Reputation: 1171
I am querying a DataCube (RDF statistical data) that has 3 dimension and 1 measure. In this datacube, each observation is then composed of 4 statements (3 for the dimensions and 1 for the measure like the following exemple (that may be queried at http://kaiko.getalp.org/sparql).
SELECT distinct ?version ?lg ?relation ?count WHERE {
?o a qb:Observation;
qb:dataSet dbnstats:dbnaryNymRelationsCube;
dbnary:wiktionaryDumpVersion ?version;
dbnary:observationLanguage ?lg;
dbnary:nymRelation ?relation;
dbnary:count ?count.
}
The query returns something like:
version | lg | relation | count |
---|---|---|---|
"20210601" | "id" | antonym | 4 |
"20210601" | "id" | approximateSynonym | 0 |
"20210601" | "id" | hypernym | 0 |
"20210601" | "id" | synonym | 108 |
"20150602" | "id" | antonym | 2 |
"20150602" | "id" | approximateSynonym | 0 |
"20150602" | "id" | hypernym | 0 |
"20150602" | "id" | synonym | 36 |
"20150702" | "id" | antonym | 2 |
"20150702" | "id" | approximateSynonym | 0 |
"20150702" | "id" | hypernym | 0 |
"20150702" | "id" | synonym | 36 |
I'd like to pivot on the value of the relation to get the following table:
version | lg | antonym | approximateSynonym | hypernym | synonym |
---|---|---|---|---|---|
"20210601" | "id" | 4 | 0 | 0 | 108 |
"20150602" | "id" | 2 | 0 | 0 | 36 |
"20150702" | "id" | 2 | 0 | 0 | 36 |
I could not find a way to craft a single SPARQL query to get this. Currently, I need to fetch all data and make the pivot using whatever client language I use (here python).
Is this possible in SPARQL 1.1 ? How ?
I'd rather have a general answer, but the access point is currently served by Virtuoso.
Edit: To better explain my expectation. In DataCube Vocabulary, the structure of a DataCube is described that gives the different dimensions and measure (usually by the ontology). Hence, the dimensions and measures are considered to be known by the query developper (at least for a specific version of the ontology).
Here, the values of the nymRelation are not known in advance, they are part of the data and not of the structure. The Pivot operation seems to be a valid operation on a DataCube (along with slicing, projecting, etc.).

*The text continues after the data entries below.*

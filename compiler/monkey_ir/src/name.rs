//! Interned string identifier.

use std::fmt;

/// Handle to a string stored in a [`StringInterner`](crate::StringInterner).
///
/// Two names are equal exactly when the strings they were interned from are
/// equal, so identifier comparison and environment lookup never touch the
/// string bytes.
#[derive(Copy, Clone, Eq, PartialEq, Ord, PartialOrd, Hash, Default)]
#[repr(transparent)]
pub struct Name(u32);

impl Name {
    /// Pre-interned empty string.
    pub const EMPTY: Name = Name(0);

    #[inline]
    pub(crate) const fn from_index(index: u32) -> Self {
        Name(index)
    }

    #[inline]
    pub(crate) const fn index(self) -> usize {
        self.0 as usize
    }
}

impl fmt::Debug for Name {
    fn fmt(&self, f: &mut fmt::Formatter<'_>) -> fmt::Result {
        write!(f, "Name({})", self.0)
    }
}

I would like to know if such an operation could be made on the server (through a generic query that will not depend on the actual data on the server). This would make it possible for a client to maintain a LAZY datacube object and postpone actual pivot operation when the results are indeed necessary.
I suspect (and first answers seems to imply) that this operation is not possible without either fetching the entire DataCube (to perform the operation in memory on client side) or fetching the actual distinct property values and automatically crafting a query that will depend on this first result.
Upvotes: 0
Views: 375
Reputation: 50190
You need to combine values from distinct observations. If hard-coding the relation names in the queries is not too impractical, you can write separate SELECT statements that bind a common value for ?version
and ?lg
to pull the counts into a single solution, like this:
SELECT ?version ?lg ?antonym ?approximateSynonym # ...
WHERE {
{
SELECT ?version ?lg ?antonym
WHERE
{
?o1 a qb:Observation;
qb:dataSet dbnstats:dbnaryNymRelationsCube;
dbnary:wiktionaryDumpVersion ?version;
dbnary:observationLanguage ?lg;
dbnary:nymRelation dbnary:antonym;
dbnary:count ?antonym . # <--- bind the antonym count value
}
}
{
SELECT ?version ?lg ?approximateSynonym
WHERE
{
?o2 a qb:Observation;
qb:dataSet dbnstats:dbnaryNymRelationsCube;
dbnary:wiktionaryDumpVersion ?version;
dbnary:observationLanguage ?lg;
dbnary:nymRelation dbnary:approximateSynonym;
dbnary:count ?approximateSynonym . # <--- bind the approximateSynonym count
}
}
# ... And so on for the other columns
}
This requires that all statistics are present for each version/language combination; otherwise there will be no solution for that combination.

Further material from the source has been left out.